Almost immediately, Shakespeare’s tale reaches the point where you think the story might end, with the sick French king miraculously healed by the physician’s daughter, and the girl rewarded with Bertram himself, as a sort of royal thank-you. ”Go ahead, take him in marriage,” or words to that effect, says the recuperating King to young Helen, who suggested the idea. Stunned Bertram, who thinks of Helen more as a sister, angrily reacts, “Whoa.”
The two romantic leads are indeed promising in their CST debuts. Dante Jemmott, who has performed at Canada’s Stratford Festival, creates an endearingly tentative Bertram, barely adult, clearly horrified at his apparent fate, not quite sure how much muscle he can flex at court after having been given away as a husband. Armed with the comical wisdom of his naughty buddy Parolles, rebellious Bertram takes off for Italy to fight some war that seems to need fighting. And when it comes to the foreign girls, he vows to love ’em and leave ’em as his fellow soldiers do. None of this marriage business for him. The stage explodes with his buddies’ dance-like moves.

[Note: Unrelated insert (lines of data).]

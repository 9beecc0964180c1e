use crate::client::{AzureStorageClient, ClientFactory, MemoryStorageClient, StorageClient};
use crate::config::{AzureBlobStorageOptions, DEFAULT_FILE_URL_EXPIRES};
use crate::error::Result;
use std::sync::Arc;
use std::time::Duration;

/// Per-client transport options
#[derive(Debug, Clone, Copy, Default, PartialEq, Eq)]
pub struct ClientOptions {
    /// Fail on the first transport error instead of retrying
    pub disable_retries: bool,
}

/// Builds Azure SDK clients from [`AzureBlobStorageOptions`]
#[derive(Debug, Clone)]
pub struct DefaultClientFactory {
    options: AzureBlobStorageOptions,
}

impl DefaultClientFactory {
    pub fn new(options: AzureBlobStorageOptions) -> Self {
        Self { options }
    }

    pub fn options(&self) -> &AzureBlobStorageOptions {
        &self.options
    }

    /// Client with explicit transport options
    pub fn client_with(&self, client_options: &ClientOptions) -> Result<Arc<dyn StorageClient>> {
        self.options.validate()?;
        let client =
            AzureStorageClient::from_connection_string(&self.options.connection_string, client_options)?;
        Ok(Arc::new(client))
    }
}

impl ClientFactory for DefaultClientFactory {
    fn client(&self) -> Result<Arc<dyn StorageClient>> {
        self.client_with(&ClientOptions::default())
    }

    fn default_container_name(&self) -> Option<String> {
        self.options.container_name.clone()
    }

    fn file_url_expires(&self) -> Duration {
        self.options.file_url_expires()
    }
}

/// Hands out one shared [`MemoryStorageClient`]
#[derive(Debug, Clone)]
pub struct MemoryClientFactory {
    client: Arc<MemoryStorageClient>,
    container_name: Option<String>,
    file_url_expires: Duration,
}

impl MemoryClientFactory {
    pub fn new(client: Arc<MemoryStorageClient>) -> Self {
        Self {
            client,
            container_name: None,
            file_url_expires: DEFAULT_FILE_URL_EXPIRES,
        }
    }

    pub fn with_container<S: Into<String>>(mut self, container_name: S) -> Self {
        self.container_name = Some(container_name.into());
        self
    }

    pub fn with_file_url_expires(mut self, expires: Duration) -> Self {
        self.file_url_expires = expires;
        self
    }

    /// The backing client, for inspecting state in tests and tools
    pub fn storage(&self) -> Arc<MemoryStorageClient> {
        Arc::clone(&self.client)
    }
}

impl ClientFactory for MemoryClientFactory {
    fn client(&self) -> Result<Arc<dyn StorageClient>> {
        let client: Arc<dyn StorageClient> = self.client.clone();
        Ok(client)
    }

    fn default_container_name(&self) -> Option<String> {
        self.container_name.clone()
    }

    fn file_url_expires(&self) -> Duration {
        self.file_url_expires
    }
}

#[cfg(test)]
mod tests {
    use super::*;

    const CONNECTION_STRING: &str =
        "DefaultEndpointsProtocol=https;AccountName=factoryacct;AccountKey=a2V5;EndpointSuffix=core.windows.net";

    #[test]
    fn test_default_factory_builds_client() {
        let factory = DefaultClientFactory::new(
            AzureBlobStorageOptions::new(CONNECTION_STRING).with_container("uploads"),
        );

        let client = factory.client().unwrap();
        assert_eq!(client.account_name(), "factoryacct");
        assert_eq!(factory.default_container_name().as_deref(), Some("uploads"));
        assert_eq!(factory.file_url_expires(), Duration::from_secs(86_400));

        let client = factory
            .client_with(&ClientOptions {
                disable_retries: true,
            })
            .unwrap();
        assert!(client.can_generate_sas());
    }

    #[test]
    fn test_default_factory_rejects_empty_connection_string() {
        let factory = DefaultClientFactory::new(AzureBlobStorageOptions::default());
        assert!(factory.client().is_err());
    }

    #[tokio::test]
    async fn test_memory_factory_shares_client() {
        let factory = MemoryClientFactory::new(Arc::new(MemoryStorageClient::new("mem")));

        factory.client().unwrap().create_container("shared").await.unwrap();
        assert!(factory
            .client()
            .unwrap()
            .container_exists("shared")
            .await
            .unwrap());
        assert!(factory.storage().container_exists("shared").await.unwrap());
        assert_eq!(factory.default_container_name(), None);
    }
}
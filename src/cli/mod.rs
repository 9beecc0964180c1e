//! CLI module for azblob
//!
//! This module contains all command-line interface related functionality,
//! including command definitions, argument parsing, and command execution.

pub mod commands;
pub mod output;

pub use commands::*;
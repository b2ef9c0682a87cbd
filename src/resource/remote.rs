//! Sync remotes (`/config/remote`)

use reconcile::schema::{FieldSpec, ResourceKind, ResourceSchema, VariantSchema};

const FIELDS: &[FieldSpec] = &[
    FieldSpec::string("host", "host").required(),
    FieldSpec::integer("port", "port"),
    FieldSpec::string("auth_id", "auth-id").required(),
    FieldSpec::string("password", "password").required().secret(),
    FieldSpec::string("fingerprint", "fingerprint"),
    FieldSpec::string("comment", "comment"),
];

pub static SCHEMA: ResourceSchema = ResourceSchema {
    kind: ResourceKind::Remote,
    discriminator: None,
    variants: &[VariantSchema {
        name: "remote",
        collection: "/config/remote",
        key: "name",
        fields: FIELDS,
        legacy: &[],
    }],
};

Meanwhile, desperate Helen devises her own wildly intricate funny business to win Bertram against all odds, admitting that she is infected with a smitten heart “too capable of every line and trick of his sweet favour.” Alejandra Escalante, a regular at the Oregon Shakespeare Festival, projects ease with the Bard’s language and onstage a certain defiance, all the better for a character such as Helen, who must brave almost impossible odds in her quest to seduce the man of her dreams and become the bearer of his child, without his knowing.
For the best of reasons in this play, the characters make beds they will find quite awkward to lie in. Audience members who survived the fitful liberations in the ’60s and ’70s will sympathize. In fact, the show is abloom with wildly modern viewpoints. It’s hard to imagine “All’s Well” doing nearly as well, or seeming nearly as funny, on the legit stage of previous centuries.

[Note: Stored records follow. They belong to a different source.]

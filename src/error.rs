//! Error types for reconciliation operations.
//!
//! Every error names the resource kind, the natural key and the operation
//! that failed, so a failure in a batch of hundreds can be traced to one
//! object.

use pbskit::ApiError;
use reconcile::ResourceKind;
use std::collections::BTreeMap;
use std::fmt;

/// Result type alias for reconciliation operations.
pub type Result<T> = std::result::Result<T, Error>;

/// The operation that was attempted.
#[derive(Debug, Clone, Copy, PartialEq, Eq, Hash)]
pub enum Operation {
    Create,
    Read,
    Update,
    Delete,
    Import,
    List,
}

impl fmt::Display for Operation {
    fn fmt(&self, f: &mut fmt::Formatter<'_>) -> fmt::Result {
        f.write_str(match self {
            Self::Create => "create",
            Self::Read => "read",
            Self::Update => "update",
            Self::Delete => "delete",
            Self::Import => "import",
            Self::List => "list",
        })
    }
}

/// Categories of reconciliation errors.
#[derive(Debug, Clone, Copy, PartialEq, Eq)]
pub enum ErrorCategory {
    /// The declaration is incomplete or malformed; nothing was sent.
    Declaration,
    /// The change needs delete + create.
    Replacement,
    /// Another writer changed the object since it was read.
    Conflict,
    /// The object does not exist.
    NotFound,
    /// The server rejected the request.
    Remote,
    /// Transport failure.
    Network,
    /// The caller cancelled the operation.
    Cancelled,
    /// The schema table is inconsistent.
    Schema,
}

impl ErrorCategory {
    /// Whether this error category is typically transient and worth retrying.
    #[must_use]
    pub fn is_retryable(&self) -> bool {
        matches!(self, Self::Network)
    }

    /// Get a user-friendly description of this error category.
    #[must_use]
    pub fn description(&self) -> &'static str {
        match self {
            Self::Declaration => "Invalid declared configuration",
            Self::Replacement => "Change requires replacing the resource",
            Self::Conflict => "Concurrent modification detected",
            Self::NotFound => "Resource not found",
            Self::Remote => "Request rejected by the server",
            Self::Network => "Network connectivity issue",
            Self::Cancelled => "Operation cancelled",
            Self::Schema => "Inconsistent schema metadata",
        }
    }

    /// Get actionable advice for resolving this error category.
    #[must_use]
    pub fn advice(&self) -> &'static str {
        use pbskit::ErrorCategory as Api;
        use reconcile::ErrorCategory as Core;
        match self {
            Self::Declaration => Core::Declaration.advice(),
            Self::Replacement => Core::Replacement.advice(),
            Self::Schema => Core::Schema.advice(),
            Self::Conflict => Api::Conflict.advice(),
            Self::NotFound => Api::NotFound.advice(),
            Self::Remote => Api::Rejected.advice(),
            Self::Network => Api::Network.advice(),
            Self::Cancelled => Api::Cancelled.advice(),
        }
    }
}

impl fmt::Display for ErrorCategory {
    fn fmt(&self, f: &mut fmt::Formatter<'_>) -> fmt::Result {
        write!(f, "{}", self.description())
    }
}

/// What went wrong.
#[derive(Debug, Clone, PartialEq, Eq, thiserror::Error)]
pub enum ErrorKind {
    /// A field needed to build the payload is absent.
    #[error("missing required field '{field}'")]
    MissingRequiredField { field: String },

    /// The discriminator names an unknown variant.
    #[error("unsupported variant '{variant}'")]
    UnsupportedVariant { variant: String },

    /// The discriminator is not declared.
    #[error("the '{field}' discriminator is required")]
    MissingDiscriminator { field: String },

    /// The change cannot be applied in place.
    #[error("changing '{field}' requires replacement ({from} -> {to})")]
    RequiresReplacement {
        field: String,
        from: String,
        to: String,
    },

    /// The schema table produced a field that is both set and cleared.
    #[error("field '{field}' is both set and cleared")]
    ContradictoryDelta { field: String },

    /// A declared value does not fit its field.
    #[error("invalid value for '{field}': {message}")]
    InvalidValue { field: String, message: String },

    /// An import identifier could not be parsed.
    #[error("invalid resource identifier '{0}'")]
    InvalidKey(String),

    /// The version token no longer matches.
    #[error("conflict: {message}")]
    Conflict { message: String },

    /// The server rejected a field this schema version sends.
    #[error("server rejected field '{field}': {message}")]
    SchemaIncompatible { field: String, message: String },

    /// The object does not exist.
    #[error("not found: {message}")]
    NotFound { message: String },

    /// The server rejected parameters not taken from the declaration.
    #[error("validation failed: {message}")]
    Validation {
        message: String,
        fields: BTreeMap<String, String>,
    },

    /// The caller cancelled the operation.
    #[error("cancelled")]
    Cancelled,

    /// Any other failure talking to the server.
    #[error(transparent)]
    Transport(ApiError),
}

impl ErrorKind {
    /// Get the error category.
    #[must_use]
    pub fn category(&self) -> ErrorCategory {
        match self {
            Self::MissingRequiredField { .. }
            | Self::UnsupportedVariant { .. }
            | Self::MissingDiscriminator { .. }
            | Self::InvalidValue { .. }
            | Self::InvalidKey(_) => ErrorCategory::Declaration,
            Self::RequiresReplacement { .. } => ErrorCategory::Replacement,
            Self::ContradictoryDelta { .. } => ErrorCategory::Schema,
            Self::Conflict { .. } => ErrorCategory::Conflict,
            Self::NotFound { .. } => ErrorCategory::NotFound,
            Self::SchemaIncompatible { .. } | Self::Validation { .. } => ErrorCategory::Remote,
            Self::Cancelled => ErrorCategory::Cancelled,
            Self::Transport(e) if e.is_retryable() => ErrorCategory::Network,
            Self::Transport(_) => ErrorCategory::Remote,
        }
    }

    /// Classify a remote failure.
    ///
    /// `sent` holds the wire fields of the request, so a validation error
    /// naming one of them can be reported as a schema mismatch.
    pub fn from_api(err: ApiError, sent: &[&str]) -> Self {
        match err {
            ApiError::Conflict { message } => Self::Conflict { message },
            ApiError::NotFound { message, .. } => Self::NotFound { message },
            ApiError::Cancelled => Self::Cancelled,
            ApiError::Validation { message, fields } => {
                match fields.iter().find(|(field, _)| sent.contains(&field.as_str())) {
                    Some((field, reason)) => Self::SchemaIncompatible {
                        field: field.clone(),
                        message: reason.clone(),
                    },
                    None => Self::Validation { message, fields },
                }
            }
            other => Self::Transport(other),
        }
    }
}

impl From<reconcile::Error> for ErrorKind {
    fn from(err: reconcile::Error) -> Self {
        use reconcile::Error as E;
        match err {
            E::MissingRequiredField { field } => Self::MissingRequiredField { field },
            E::UnsupportedVariant { variant, .. } => Self::UnsupportedVariant { variant },
            E::MissingDiscriminator { field, .. } => Self::MissingDiscriminator { field },
            E::RequiresReplacement { field, from, to } => {
                Self::RequiresReplacement { field, from, to }
            }
            E::ContradictoryDelta { field } => Self::ContradictoryDelta { field },
            E::InvalidValue { field, message } => Self::InvalidValue { field, message },
            E::InvalidKey(key) => Self::InvalidKey(key),
        }
    }
}

impl From<ApiError> for ErrorKind {
    fn from(err: ApiError) -> Self {
        Self::from_api(err, &[])
    }
}

/// A failed operation on one resource instance.
#[derive(Debug, Clone, PartialEq, Eq, thiserror::Error)]
#[error("{operation} {resource} '{key}': {kind}")]
pub struct Error {
    /// Resource family.
    pub resource: ResourceKind,
    /// Natural key, with variant prefix where applicable.
    pub key: String,
    /// Attempted operation.
    pub operation: Operation,
    /// What went wrong.
    pub kind: ErrorKind,
}

impl Error {
    pub fn new(
        resource: ResourceKind,
        key: impl Into<String>,
        operation: Operation,
        kind: impl Into<ErrorKind>,
    ) -> Self {
        Self {
            resource,
            key: key.into(),
            operation,
            kind: kind.into(),
        }
    }

    /// Get the error category.
    #[must_use]
    pub fn category(&self) -> ErrorCategory {
        self.kind.category()
    }

    /// Whether this error is typically transient and worth retrying.
    #[must_use]
    pub fn is_retryable(&self) -> bool {
        self.category().is_retryable()
    }

    #[must_use]
    pub fn is_not_found(&self) -> bool {
        self.category() == ErrorCategory::NotFound
    }

    #[must_use]
    pub fn is_conflict(&self) -> bool {
        self.category() == ErrorCategory::Conflict
    }

    #[must_use]
    pub fn requires_replacement(&self) -> bool {
        self.category() == ErrorCategory::Replacement
    }
}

The cast is deep in quality. Bertram’s impetuous buddy Parolles, hellbound for fun in the Italian wars, is played to the radical hilt by Mark Bedard. The pricelessly exasperated Lafeu, a lord ever mindful of the court, is played by William Dick as one who manages to barely rein things in. Francis Guinan is the King of France, old and feeble on first glance, but a lion in winter if there ever was one, able to make the strongest cower if he infers the slightest suggestion of impudence. And for the clown’s clown, look no further than Elizabeth Ledo, who plays Lavatch, the Countess’ clown, with seemingly effortless, laid-back sarcasm. I hung on every line.
So, is all well in this comedy? Despite oblique assurances throughout that all might become well, the play feels modern in that the resolution is defiantly unclear. All is clearly not well entirely, not for Bertram anyway. He has been tricked. The story is at an inflection point for the two lovers, one of them unwittingly trapped by a trick in the dark. Will all stay well? The answer is only yes for now. For a time. It’s certainly no fairy tale.